Recognition of a fundamental law of economics is essential before nationalizing health care.

Legislation cannot repeal the non-legislated law of demand and supply. The lower the price, the greater the quantity demanded, and at a zero price, the quantity demanded becomes infinite. It follows that some method of rationing must be substituted for price and that invariably means administrative rationing”.

Studies of the Canadian system show that in spite of pumping more and more money into the system rationing rules and waiting lists lengthen. Of twenty-six OECD countries with universal access, an age-adjusted study shows that Canada spends 11.7% of its GDP, the highest of all the countries in the study. In the Bahamas, at this level of spending financial stability will be the casualty and rationing the rule.

Increasing spending, Increasing demand

In the U.S. and Canada healthcare is a sizeable and growing market. Economists show that at the current rate healthcare will represent one third of these economies.

The growth in healthcare can be viewed as an opportunity for innovative healthcare insurers and suppliers in a competitive market. Efficiencies and reliability are critical factors not characteristic of government run programs anywhere. No leap of faith is required to trust the private market when it is obvious that it supplies equally essential products and services like food, transportation, housing, communications etc. at affordable prices.

It is universally acknowledged that technological development in almost all areas of western economies has lowered costs, so that the fraction of national income spent on food, transportation, communication, etc. has gone down. Resources are released thereby to produce new products or services. In the case of nationalized healthcare the reverse occurs; there are escalating costs for diminishing returns.

A key difference between medical care and the other technological revolutions is the role of government. If we relied on government to be the sole provider of food, housing and all the other essentials, we would have a living standard closer to that of the 12th century.

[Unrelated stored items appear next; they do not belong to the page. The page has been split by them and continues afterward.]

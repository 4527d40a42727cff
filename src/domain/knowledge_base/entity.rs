//! Knowledge base identity and source type

use std::fmt;
use std::path::Path;
use std::str::FromStr;

use serde::{Deserialize, Serialize};

use super::citation::CitationStyle;
use crate::domain::DomainError;

/// Identity key of a knowledge base: the base name of the ingested file
///
/// Compared byte-for-byte; no case, extension or whitespace normalization.
#[derive(Debug, Clone, PartialEq, Eq, Hash, PartialOrd, Ord, Serialize, Deserialize)]
#[serde(try_from = "String", into = "String")]
pub struct KnowledgeBaseName(String);

impl KnowledgeBaseName {
    /// Create a name after validation
    ///
    /// Rejects empty names, path separators, `.`/`..` and dot-prefixed names, which
    /// are reserved for the store's own bookkeeping.
    pub fn new(name: impl Into<String>) -> Result<Self, DomainError> {
        let name = name.into();

        if name.is_empty() {
            return Err(DomainError::validation("Knowledge base name cannot be empty"));
        }

        if name.contains('/') || name.contains('\\') {
            return Err(DomainError::validation(format!(
                "Knowledge base name '{}' cannot contain path separators",
                name
            )));
        }

        if name.starts_with('.') {
            return Err(DomainError::validation(format!(
                "Knowledge base name '{}' cannot start with '.'",
                name
            )));
        }

        Ok(Self(name))
    }

    /// Derive the identity key from a file path
    pub fn from_path(path: &Path) -> Result<Self, DomainError> {
        let file_name = path.file_name().ok_or_else(|| {
            DomainError::validation(format!("'{}' does not name a file", path.display()))
        })?;

        let file_name = file_name.to_str().ok_or_else(|| {
            DomainError::validation(format!(
                "File name of '{}' is not valid UTF-8",
                path.display()
            ))
        })?;

        Self::new(file_name)
    }

    pub fn as_str(&self) -> &str {
        &self.0
    }
}

impl TryFrom<String> for KnowledgeBaseName {
    type Error = DomainError;

    fn try_from(value: String) -> Result<Self, Self::Error> {
        Self::new(value)
    }
}

impl From<KnowledgeBaseName> for String {
    fn from(name: KnowledgeBaseName) -> Self {
        name.0
    }
}

impl fmt::Display for KnowledgeBaseName {
    fn fmt(&self, f: &mut fmt::Formatter<'_>) -> fmt::Result {
        write!(f, "{}", self.0)
    }
}

/// Supported source document types
#[derive(Debug, Clone, Copy, PartialEq, Eq, Hash, Serialize, Deserialize)]
#[serde(rename_all = "lowercase")]
pub enum SourceType {
    Pdf,
    Docx,
    Pptx,
    Txt,
}

impl SourceType {
    pub const ALL: [SourceType; 4] = [Self::Pdf, Self::Pptx, Self::Docx, Self::Txt];

    /// Extensions offered by the file picker
    pub fn supported_extensions() -> [&'static str; 4] {
        Self::ALL.map(|t| t.extension())
    }

    pub fn extension(&self) -> &'static str {
        match self {
            Self::Pdf => "pdf",
            Self::Docx => "docx",
            Self::Pptx => "pptx",
            Self::Txt => "txt",
        }
    }

    /// Detect the source type from a file extension, ignoring case
    pub fn from_path(path: &Path) -> Result<Self, DomainError> {
        let extension = path
            .extension()
            .and_then(|e| e.to_str())
            .ok_or_else(|| {
                DomainError::validation(format!(
                    "Unsupported file type: '{}' has no extension",
                    path.display()
                ))
            })?;

        extension.parse().map_err(|_| {
            DomainError::validation(format!(
                "Unsupported file type '.{}' (expected one of: {})",
                extension,
                Self::supported_extensions().join(", ")
            ))
        })
    }

    /// Citation strategy for chunks of this type
    pub fn citation_style(&self) -> CitationStyle {
        match self {
            Self::Pdf => CitationStyle::Paginated,
            Self::Docx | Self::Pptx | Self::Txt => CitationStyle::Unpaginated,
        }
    }
}

impl FromStr for SourceType {
    type Err = DomainError;

    fn from_str(s: &str) -> Result<Self, Self::Err> {
        match s.trim().to_ascii_lowercase().as_str() {
            "pdf" => Ok(Self::Pdf),
            "docx" => Ok(Self::Docx),
            "pptx" => Ok(Self::Pptx),
            "txt" => Ok(Self::Txt),
            other => Err(DomainError::validation(format!(
                "Unknown source type '{}'",
                other
            ))),
        }
    }
}

impl fmt::Display for SourceType {
    fn fmt(&self, f: &mut fmt::Formatter<'_>) -> fmt::Result {
        write!(f, "{}", self.extension())
    }
}
//! Layered application configuration

mod app_config;

pub use app_config::{
    AppConfig, EmbeddingSettings, IngestionSettings, LogFormat, LoggingConfig, ServerConfig,
    StorageConfig,
};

Investigation of ways to provide health services is well worth the effort. However, misleading the Bahamian people to trust that government can guarantee universal care and “stable financing” is morally wrong.

An Alternative.

There are alternatives to government-managed systems. The investigations should first acknowledge that individuals have a personal responsibility in their own health. Healthcare (or any other care) is not a “right” belonging to anyone if it forces others…doctors for instance…to fulfill that “right”. To fall into the trap of government provided services leads to the untenable situation where nobody is responsible for what they do but all become responsible for what somebody else does.

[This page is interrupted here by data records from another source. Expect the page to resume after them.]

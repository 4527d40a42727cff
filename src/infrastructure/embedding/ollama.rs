//! Ollama embedding provider implementation

use async_trait::async_trait;
use serde::Deserialize;

use super::HttpClientTrait;
use crate::domain::embedding::{Embedding, EmbeddingProvider, EmbeddingRequest, EmbeddingResponse};
use crate::domain::DomainError;

pub const DEFAULT_OLLAMA_BASE_URL: &str = "http://127.0.0.1:11434";
pub const DEFAULT_OLLAMA_MODEL: &str = "all-minilm";

/// Embedding provider backed by a local Ollama server
#[derive(Debug)]
pub struct OllamaEmbeddingProvider<C: HttpClientTrait> {
    client: C,
    base_url: String,
    model: String,
}

impl<C: HttpClientTrait> OllamaEmbeddingProvider<C> {
    /// Create a provider for `model` on the default local server
    pub fn new(client: C, model: impl Into<String>) -> Self {
        Self::with_base_url(client, DEFAULT_OLLAMA_BASE_URL, model)
    }

    /// Create a provider with a custom base URL
    pub fn with_base_url(client: C, base_url: impl Into<String>, model: impl Into<String>) -> Self {
        let base_url = base_url.into().trim_end_matches('/').to_string();

        Self {
            client,
            base_url,
            model: model.into(),
        }
    }

    fn embed_url(&self) -> String {
        format!("{}/api/embed", self.base_url)
    }

    fn build_request(&self, request: &EmbeddingRequest) -> serde_json::Value {
        serde_json::json!({
            "model": self.model,
            "input": request.inputs(),
        })
    }

    fn parse_response(
        &self,
        json: serde_json::Value,
        expected: usize,
    ) -> Result<EmbeddingResponse, DomainError> {
        let response: OllamaEmbedResponse = serde_json::from_value(json).map_err(|e| {
            DomainError::embedding_service(
                "ollama",
                format!("Failed to parse embedding response: {}", e),
            )
        })?;

        if response.embeddings.len() != expected {
            return Err(DomainError::embedding_service(
                "ollama",
                format!(
                    "expected {} embeddings, got {}",
                    expected,
                    response.embeddings.len()
                ),
            ));
        }

        let embeddings: Vec<Embedding> = response
            .embeddings
            .into_iter()
            .enumerate()
            .map(|(idx, vector)| Embedding::new(idx, vector))
            .collect();

        let response =
            EmbeddingResponse::new(response.model.unwrap_or_else(|| self.model.clone()), embeddings);

        if expected > 0 && response.dimensions().is_none_or(|d| d == 0) {
            return Err(DomainError::embedding_service(
                "ollama",
                "embeddings are empty or have inconsistent dimensions",
            ));
        }

        Ok(response)
    }
}

#[async_trait]
impl<C: HttpClientTrait> EmbeddingProvider for OllamaEmbeddingProvider<C> {
    async fn embed(&self, request: EmbeddingRequest) -> Result<EmbeddingResponse, DomainError> {
        if request.is_empty() {
            return Ok(EmbeddingResponse::new(self.model.clone(), vec![]));
        }

        let body = self.build_request(&request);
        let response = self.client.post_json(&self.embed_url(), &body).await?;

        self.parse_response(response, request.len())
    }

    fn provider_name(&self) -> &'static str {
        "ollama"
    }

    fn model(&self) -> &str {
        &self.model
    }
}

#[derive(Debug, Deserialize)]
struct OllamaEmbedResponse {
    #[serde(default)]
    model: Option<String>,
    embeddings: Vec<Vec<f32>>,
}
use clap::Parser;
use docchat_rag::cli::{self, Cli, Command};

#[tokio::main]
async fn main() -> anyhow::Result<()> {
    let cli = Cli::parse();
    let config = cli::bootstrap(cli.config.as_deref())?;

    match cli.command {
        Command::List => cli::list::run(&config).await,
        Command::Complete(args) => cli::complete::run(&config, args).await,
        Command::Ingest(args) => cli::ingest::run(&config, args).await,
        Command::Retrieve(args) => cli::retrieve::run(&config, args).await,
        Command::Serve => cli::serve::run(&config).await,
    }
}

An option that involves personal responsibility for one’s own health is Medical Savings Accounts. According to the National Center for Policy Analysis, they are flourishing in South Africa where they cover 4.6 million residents, more than any other type of private insurance, and their popularity keeps growing.

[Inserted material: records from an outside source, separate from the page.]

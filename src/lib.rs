//! docchat-rag
//!
//! Knowledge base ingestion and retrieval for chatting with documents:
//! - One knowledge base per ingested file, named after the file
//! - Overlapping character chunks embedded through a local embedding service
//! - Filesystem vector indexes committed atomically
//! - Retrieval building a grounded prompt with page and line citations

pub mod api;
pub mod cli;
pub mod config;
pub mod domain;
pub mod infrastructure;

pub use config::AppConfig;

use std::sync::Arc;
use std::time::Duration;

use api::state::AppState;
use domain::{DomainError, EmbeddingProvider, KnowledgeBaseStore};
use infrastructure::{
    embedding::{HttpClient, OllamaEmbeddingProvider},
    ingestion::{IngestionPipeline, ParserRegistry},
    knowledge_base::{FsKnowledgeBaseStore, RetrievalPipeline},
};

/// Create the shared services from the loaded configuration
pub async fn create_app_state_with_config(config: &AppConfig) -> Result<AppState, DomainError> {
    config.validate()?;

    let fs_store = FsKnowledgeBaseStore::open(&config.storage.documents_root).await?;
    fs_store
        .sweep_stale_staging(Duration::from_secs(config.storage.staging_ttl_secs))
        .await;
    let store: Arc<dyn KnowledgeBaseStore> = Arc::new(fs_store);
    let embedder = create_embedding_provider(config)?;

    let ingestion = IngestionPipeline::new(
        store.clone(),
        embedder.clone(),
        ParserRegistry::with_defaults(),
        config.ingestion_config(),
    )?;
    let retrieval = RetrievalPipeline::new(store.clone(), embedder, config.retrieval.clone());

    Ok(AppState::new(store, ingestion, retrieval))
}

fn create_embedding_provider(
    config: &AppConfig,
) -> Result<Arc<dyn EmbeddingProvider>, DomainError> {
    let client = HttpClient::with_timeout(Duration::from_secs(config.embedding.timeout_secs))?;

    Ok(Arc::new(OllamaEmbeddingProvider::with_base_url(
        client,
        &config.embedding.base_url,
        &config.embedding.model,
    )))
}

#[cfg(test)]
mod tests {
    use super::*;

    #[tokio::test]
    async fn test_create_app_state_creates_documents_root() {
        let dir = tempfile::tempdir().unwrap();
        let mut config = AppConfig::default();
        config.storage.documents_root = dir.path().join("knowledge_bases");

        let state = create_app_state_with_config(&config).await.unwrap();

        assert!(config.storage.documents_root.is_dir());
        assert!(state.store.list().await.unwrap().is_empty());
    }

    #[tokio::test]
    async fn test_create_app_state_keeps_recent_staging() {
        let dir = tempfile::tempdir().unwrap();
        let in_flight = dir.path().join(infrastructure::knowledge_base::STAGING_DIR).join("commit");
        std::fs::create_dir_all(&in_flight).unwrap();

        let mut config = AppConfig::default();
        config.storage.documents_root = dir.path().to_path_buf();
        create_app_state_with_config(&config).await.unwrap();

        assert!(in_flight.is_dir());
    }

    #[tokio::test]
    async fn test_create_app_state_rejects_invalid_chunking() {
        let dir = tempfile::tempdir().unwrap();
        let mut config = AppConfig::default();
        config.storage.documents_root = dir.path().to_path_buf();
        config.chunking.chunk_overlap = config.chunking.chunk_size;

        let err = create_app_state_with_config(&config).await.err().unwrap();
        assert!(matches!(err, DomainError::Configuration { .. }));
    }
}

The NCPA reports, “For much of the past decade, South Africa enjoyed what was perhaps the freest market for health insurance anywhere in the world. After it deregulated its insurance industry in 1994, virtually every type of health plan sold in the U.S. was made available there; and after a favorable ruling from tax authorities, employer’s contributions to Medical Savings Accounts received the same tax breaks as payment of third-party premiums. Thus, in South Africa, MSAs have competed against other forms of health coverage on a level playing field, and in just six years have captured more than half the market for private insurance.”

Conclusion.

Experience in Canada suggests that the Health Commission in its September 2nd statement is naive in its Utopian belief…its "impossible dream"…that the country can afford a system where everyone is entitled to services regardless of cost. Such naivety can only be dispelled with a full disclosure of the Commission’s analysis and thinking and with full consideration of costs and the effect on the medical profession. None of these has happened.